To analyze sodium and potassium samples, two different methods—ion-selective electrode method and inductively coupled plasma mass spectrometry—were used in our pilot study. Given the small sample sizes and the limited number of repeated measurements, no definite conclusions can be drawn about differences between measurements obtained using ion-selective and mass spectrometry methods.
Although for all calculations 24-h urine samples alone were used, spot urine samples were also analyzed for the same elements. Correlation between 24-h urinary sodium and spot urinary sodium were checked. In line with findings of validation studies by other authors in a variety of populations (Brazil, China, Korea), we found that in the Latvian population, the formulas of Tanaka [
25] and Kawasaki [
26] produce estimates of 24-h urinary excretion of sodium that are highly correlated with the measured values, but do not show good agreement on an individual level. In particular, we observed that the biases of the estimates strongly decrease with the level of sodium excretion. In fact, the formulas produce overestimates for low levels of sodium excretion and underestimates for high levels of sodium excretion. We conclude that formulas for estimating 24-h urinary excretion of sodium from measurements in urine spot samples need to be recalibrated for use in the Latvian population.
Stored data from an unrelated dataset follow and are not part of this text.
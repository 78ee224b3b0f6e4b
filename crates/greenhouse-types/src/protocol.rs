//! Line-delimited JSON wire protocol.
//!
//! Every line is one JSON object whose `type` field selects the message.
//! Requests carry a caller-chosen `id` that the reply echoes; unsolicited
//! pushes (`sensor_update`, `node_change`) carry none.
//!
//! Decoding happens in two steps so errors can be classified precisely:
//! the line is first parsed as a JSON object (`INVALID_JSON`), then its
//! `type` is checked against [`ClientMessage::TYPES`] (`UNSUPPORTED`),
//! and only then is the body decoded into a variant (`INVALID_REQUEST`).
//! The request id is recovered from the raw object whenever possible so
//! error replies can still be correlated.

use serde::{Deserialize, Serialize};

use crate::enums::Role;
use crate::ids::{NodeId, SessionId, UserId};
use crate::structs::{
    Component, Node, NodeChange, NodePatch, NodeSpec, SensorUpdate, Snapshot, UserSummary,
};

/// Protocol version reported in `welcome`.
pub const PROTOCOL_VERSION: &str = env!("CARGO_PKG_VERSION");

/// Caller-chosen request id, echoed verbatim.
#[derive(Debug, Clone, PartialEq, Eq, Hash, Serialize, Deserialize)]
#[serde(untagged)]
pub enum RequestId {
    /// Integer id.
    Number(i64),
    /// String id.
    Text(String),
}

impl From<&str> for RequestId {
    fn from(id: &str) -> Self {
        Self::Text(id.to_owned())
    }
}

impl core::fmt::Display for RequestId {
    fn fmt(&self, f: &mut core::fmt::Formatter<'_>) -> core::fmt::Result {
        match self {
            Self::Number(n) => write!(f, "{n}"),
            Self::Text(s) => f.write_str(s),
        }
    }
}

/// Error codes carried by `error` replies.
#[derive(Debug, Clone, Copy, PartialEq, Eq, Hash, Serialize, Deserialize)]
#[serde(rename_all = "SCREAMING_SNAKE_CASE")]
pub enum ErrorCode {
    /// The line is not a JSON object.
    InvalidJson,
    /// Unknown or missing `type`.
    Unsupported,
    /// Known `type` with malformed fields.
    InvalidRequest,
    /// A request other than `hello` arrived before the handshake.
    HandshakeRequired,
    /// The line exceeded the configured maximum length.
    LineTooLong,
    /// A user with that name already exists.
    UserExists,
    /// The referenced user does not exist.
    NotFound,
    /// Server-side failure.
    Internal,
}

// ---------------------------------------------------------------------------
// Client -> server
// ---------------------------------------------------------------------------

/// A request sent by a client.
#[derive(Debug, Clone, PartialEq, Serialize, Deserialize)]
#[serde(tag = "type", rename_all = "snake_case", rename_all_fields = "camelCase")]
pub enum ClientMessage {
    /// Handshake.
    Hello {
        /// Request id.
        #[serde(default)]
        id: Option<RequestId>,
        /// Client-chosen identifier, informational.
        #[serde(default)]
        client_id: Option<String>,
        /// User name, informational.
        #[serde(default)]
        user: Option<String>,
        /// Advertised client capabilities.
        #[serde(default)]
        capabilities: Vec<String>,
    },
    /// Request the full node list.
    GetTopology {
        /// Request id.
        #[serde(default)]
        id: Option<RequestId>,
    },
    /// Add subscription filters.
    Subscribe {
        /// Request id.
        #[serde(default)]
        id: Option<RequestId>,
        /// Node ids, may include `"*"`.
        #[serde(default)]
        nodes: Vec<String>,
        /// Event names.
        #[serde(default)]
        events: Vec<String>,
    },
    /// Remove subscription filters.
    Unsubscribe {
        /// Request id.
        #[serde(default)]
        id: Option<RequestId>,
        /// Node ids, may include `"*"`.
        #[serde(default)]
        nodes: Vec<String>,
        /// Event names.
        #[serde(default)]
        events: Vec<String>,
    },
    /// Create a node.
    CreateNode {
        /// Request id.
        #[serde(default)]
        id: Option<RequestId>,
        /// Node description.
        #[serde(default)]
        node: NodeSpec,
    },
    /// Patch a node.
    UpdateNode {
        /// Request id.
        #[serde(default)]
        id: Option<RequestId>,
        /// Target node.
        node_id: NodeId,
        /// Changes to apply.
        #[serde(default)]
        patch: NodePatch,
    },
    /// Delete a node.
    DeleteNode {
        /// Request id.
        #[serde(default)]
        id: Option<RequestId>,
        /// Target node.
        node_id: NodeId,
    },
    /// Add a sensor or actuator to a node.
    AddComponent {
        /// Request id.
        #[serde(default)]
        id: Option<RequestId>,
        /// Target node.
        node_id: NodeId,
        /// Component to add.
        component: Component,
    },
    /// Remove a sensor or actuator from a node.
    RemoveComponent {
        /// Request id.
        #[serde(default)]
        id: Option<RequestId>,
        /// Target node.
        node_id: NodeId,
        /// Component to remove.
        component: Component,
    },
    /// Change a node's sampling interval.
    SetSampling {
        /// Request id.
        #[serde(default)]
        id: Option<RequestId>,
        /// Target node.
        node_id: NodeId,
        /// New interval in milliseconds.
        interval_ms: u64,
    },
    /// Drive an actuator.
    Command {
        /// Request id.
        #[serde(default)]
        id: Option<RequestId>,
        /// Target node.
        node_id: NodeId,
        /// Actuator name.
        target: String,
        /// Verb.
        #[serde(default)]
        action: Option<String>,
        /// Parameters.
        #[serde(default)]
        params: serde_json::Map<String, serde_json::Value>,
    },
    /// Read a node's current snapshot.
    GetLastValues {
        /// Request id.
        #[serde(default)]
        id: Option<RequestId>,
        /// Target node.
        node_id: NodeId,
    },
    /// Liveness probe.
    Ping {
        /// Request id.
        #[serde(default)]
        id: Option<RequestId>,
    },
    /// Check credentials.
    Login {
        /// Request id.
        #[serde(default)]
        id: Option<RequestId>,
        /// Login name.
        user: String,
        /// Plain-text password.
        password: String,
    },
    /// Create a user.
    RegisterUser {
        /// Request id.
        #[serde(default)]
        id: Option<RequestId>,
        /// Login name.
        user: String,
        /// Plain-text password.
        password: String,
        /// Role, `viewer` when absent.
        #[serde(default)]
        role: Option<Role>,
    },
    /// List users.
    ListUsers {
        /// Request id.
        #[serde(default)]
        id: Option<RequestId>,
    },
    /// Change a user's password and/or role.
    UpdateUser {
        /// Request id.
        #[serde(default)]
        id: Option<RequestId>,
        /// Target user.
        user_id: UserId,
        /// New password.
        #[serde(default)]
        password: Option<String>,
        /// New role.
        #[serde(default)]
        role: Option<Role>,
    },
    /// Delete a user.
    DeleteUser {
        /// Request id.
        #[serde(default)]
        id: Option<RequestId>,
        /// Target user.
        user_id: UserId,
    },
}

impl ClientMessage {
    /// Every `type` value a client may send.
    pub const TYPES: [&'static str; 18] = [
        "hello",
        "get_topology",
        "subscribe",
        "unsubscribe",
        "create_node",
        "update_node",
        "delete_node",
        "add_component",
        "remove_component",
        "set_sampling",
        "command",
        "get_last_values",
        "ping",
        "login",
        "register_user",
        "list_users",
        "update_user",
        "delete_user",
    ];

    /// The request id, if the client sent one.
    pub const fn id(&self) -> Option<&RequestId> {
        match self {
            Self::Hello { id, .. }
            | Self::GetTopology { id }
            | Self::Subscribe { id, .. }
            | Self::Unsubscribe { id, .. }
            | Self::CreateNode { id, .. }
            | Self::UpdateNode { id, .. }
            | Self::DeleteNode { id, .. }
            | Self::AddComponent { id, .. }
            | Self::RemoveComponent { id, .. }
            | Self::SetSampling { id, .. }
            | Self::Command { id, .. }
            | Self::GetLastValues { id, .. }
            | Self::Ping { id }
            | Self::Login { id, .. }
            | Self::RegisterUser { id, .. }
            | Self::ListUsers { id }
            | Self::UpdateUser { id, .. }
            | Self::DeleteUser { id, .. } => id.as_ref(),
        }
    }
}

// ---------------------------------------------------------------------------
// Server -> client
// ---------------------------------------------------------------------------

/// A message written by the server.
#[derive(Debug, Clone, PartialEq, Serialize)]
#[serde(tag = "type", rename_all = "snake_case", rename_all_fields = "camelCase")]
pub enum ServerMessage {
    /// Greeting on accept, and handshake reply.
    Welcome {
        /// Echoed `hello` id; absent on the unsolicited greeting.
        #[serde(skip_serializing_if = "Option::is_none")]
        id: Option<RequestId>,
        /// Server name.
        server: String,
        /// Protocol version.
        version: String,
        /// Session registered by the handshake.
        #[serde(skip_serializing_if = "Option::is_none")]
        session_id: Option<SessionId>,
    },
    /// Reply to `get_topology`.
    Topology {
        /// Echoed id.
        id: Option<RequestId>,
        /// Point-in-time node list.
        nodes: Vec<Node>,
    },
    /// Generic success reply.
    Ack {
        /// Echoed id.
        id: Option<RequestId>,
        /// Node created by `create_node`.
        #[serde(skip_serializing_if = "Option::is_none")]
        node_id: Option<NodeId>,
        /// User created by `register_user`.
        #[serde(skip_serializing_if = "Option::is_none")]
        user_id: Option<UserId>,
    },
    /// Reply to `get_last_values`; snapshot keys are inlined, and absent
    /// for an unknown node.
    LastValues {
        /// Echoed id.
        id: Option<RequestId>,
        /// Queried node.
        node_id: NodeId,
        /// Current snapshot.
        #[serde(flatten)]
        values: Option<Snapshot>,
    },
    /// Reply to `ping`.
    Pong {
        /// Echoed id.
        id: Option<RequestId>,
    },
    /// Reply to `login`.
    LoginResult {
        /// Echoed id.
        id: Option<RequestId>,
        /// Whether the credentials matched.
        ok: bool,
    },
    /// Reply to `list_users`.
    Users {
        /// Echoed id.
        id: Option<RequestId>,
        /// Registered users.
        users: Vec<UserSummary>,
    },
    /// Failure reply.
    Error {
        /// Echoed id when it could be parsed, `null` otherwise.
        id: Option<RequestId>,
        /// Machine-readable code.
        code: ErrorCode,
        /// Human-readable description.
        message: String,
    },
    /// Periodic readings push.
    SensorUpdate(SensorUpdate),
    /// Topology change push.
    NodeChange(NodeChange),
}

impl ServerMessage {
    /// Plain acknowledgement.
    pub const fn ack(id: Option<RequestId>) -> Self {
        Self::Ack {
            id,
            node_id: None,
            user_id: None,
        }
    }

    /// Error reply.
    pub fn error(id: Option<RequestId>, code: ErrorCode, message: impl Into<String>) -> Self {
        Self::Error {
            id,
            code,
            message: message.into(),
        }
    }
}

// ---------------------------------------------------------------------------
// Codec
// ---------------------------------------------------------------------------

/// A line that could not be decoded into a [`ClientMessage`].
#[derive(Debug, Clone, PartialEq, Eq, thiserror::Error)]
#[error("{code:?}: {message}")]
pub struct DecodeError {
    /// Request id recovered from the raw line, if any.
    pub id: Option<RequestId>,
    /// Classification of the failure.
    pub code: ErrorCode,
    /// Description for the client.
    pub message: String,
}

impl DecodeError {
    /// Turn the failure into the `error` reply sent to the client.
    pub fn into_message(self) -> ServerMessage {
        ServerMessage::Error {
            id: self.id,
            code: self.code,
            message: self.message,
        }
    }
}

/// Decode one protocol line.
pub fn decode_line(line: &str) -> Result<ClientMessage, DecodeError> {
    let value: serde_json::Value = serde_json::from_str(line.trim()).map_err(|e| DecodeError {
        id: None,
        code: ErrorCode::InvalidJson,
        message: format!("malformed JSON: {e}"),
    })?;

    let Some(object) = value.as_object() else {
        return Err(DecodeError {
            id: None,
            code: ErrorCode::InvalidJson,
            message: String::from("expected a JSON object"),
        });
    };

    let id = object
        .get("id")
        .and_then(|raw| RequestId::deserialize(raw).ok());

    let Some(kind) = object
        .get("type")
        .and_then(serde_json::Value::as_str)
        .map(str::to_owned)
    else {
        return Err(DecodeError {
            id,
            code: ErrorCode::Unsupported,
            message: String::from("missing message type"),
        });
    };

    if !ClientMessage::TYPES.contains(&kind.as_str()) {
        return Err(DecodeError {
            id,
            code: ErrorCode::Unsupported,
            message: format!("unsupported message type: {kind}"),
        });
    }

    serde_json::from_value(value).map_err(|e| DecodeError {
        id,
        code: ErrorCode::InvalidRequest,
        message: format!("invalid {kind} request: {e}"),
    })
}

/// Encode one server message as a newline-terminated line.
pub fn encode_line(message: &ServerMessage) -> Result<String, serde_json::Error> {
    let mut line = serde_json::to_string(message)?;
    line.push('\n');
    Ok(line)
}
The main contribution of our study is the use of 24-h urine collection in combination with dietary data. This is, to the best of our knowledge, the first such attempt in any study of the Latvian population. Recent studies have suggested that even 24-h urine collections have little utility in estimating daily salt intake in any given individual and that sodium is excreted in an infradian fashion even when salt intake is rigidly fixed [
27]. Further analysis of the same data showed that seven 24-h collections would be necessary to separate salt intake of 6 g/day from 9 g/day or from 12 g/day [
28]. Similar variabilities were observed for potassium [
29]. It has also been advised that multiple 24-h collections over time would be necessary when conducting clinical trials of salt reduction [
30]. Nevertheless, 24-h urine collection remains to be the “gold-standard” in estimating population salt intake [
7].
A potential limitation of our study is our sample size [
11], but this is an inherent problem in any pilot study. The main aims of the present study were to validate and fine-tune the chosen methods, to identify any difficulties in their implementation, and to detect initial patterns in the data. We deem these goals to have been achieved successfully. We will apply the methodology developed during the present study to future studies on much larger nationally representative samples, which will hopefully yield more conclusive insights into the patterns tentatively identified in this pilot study.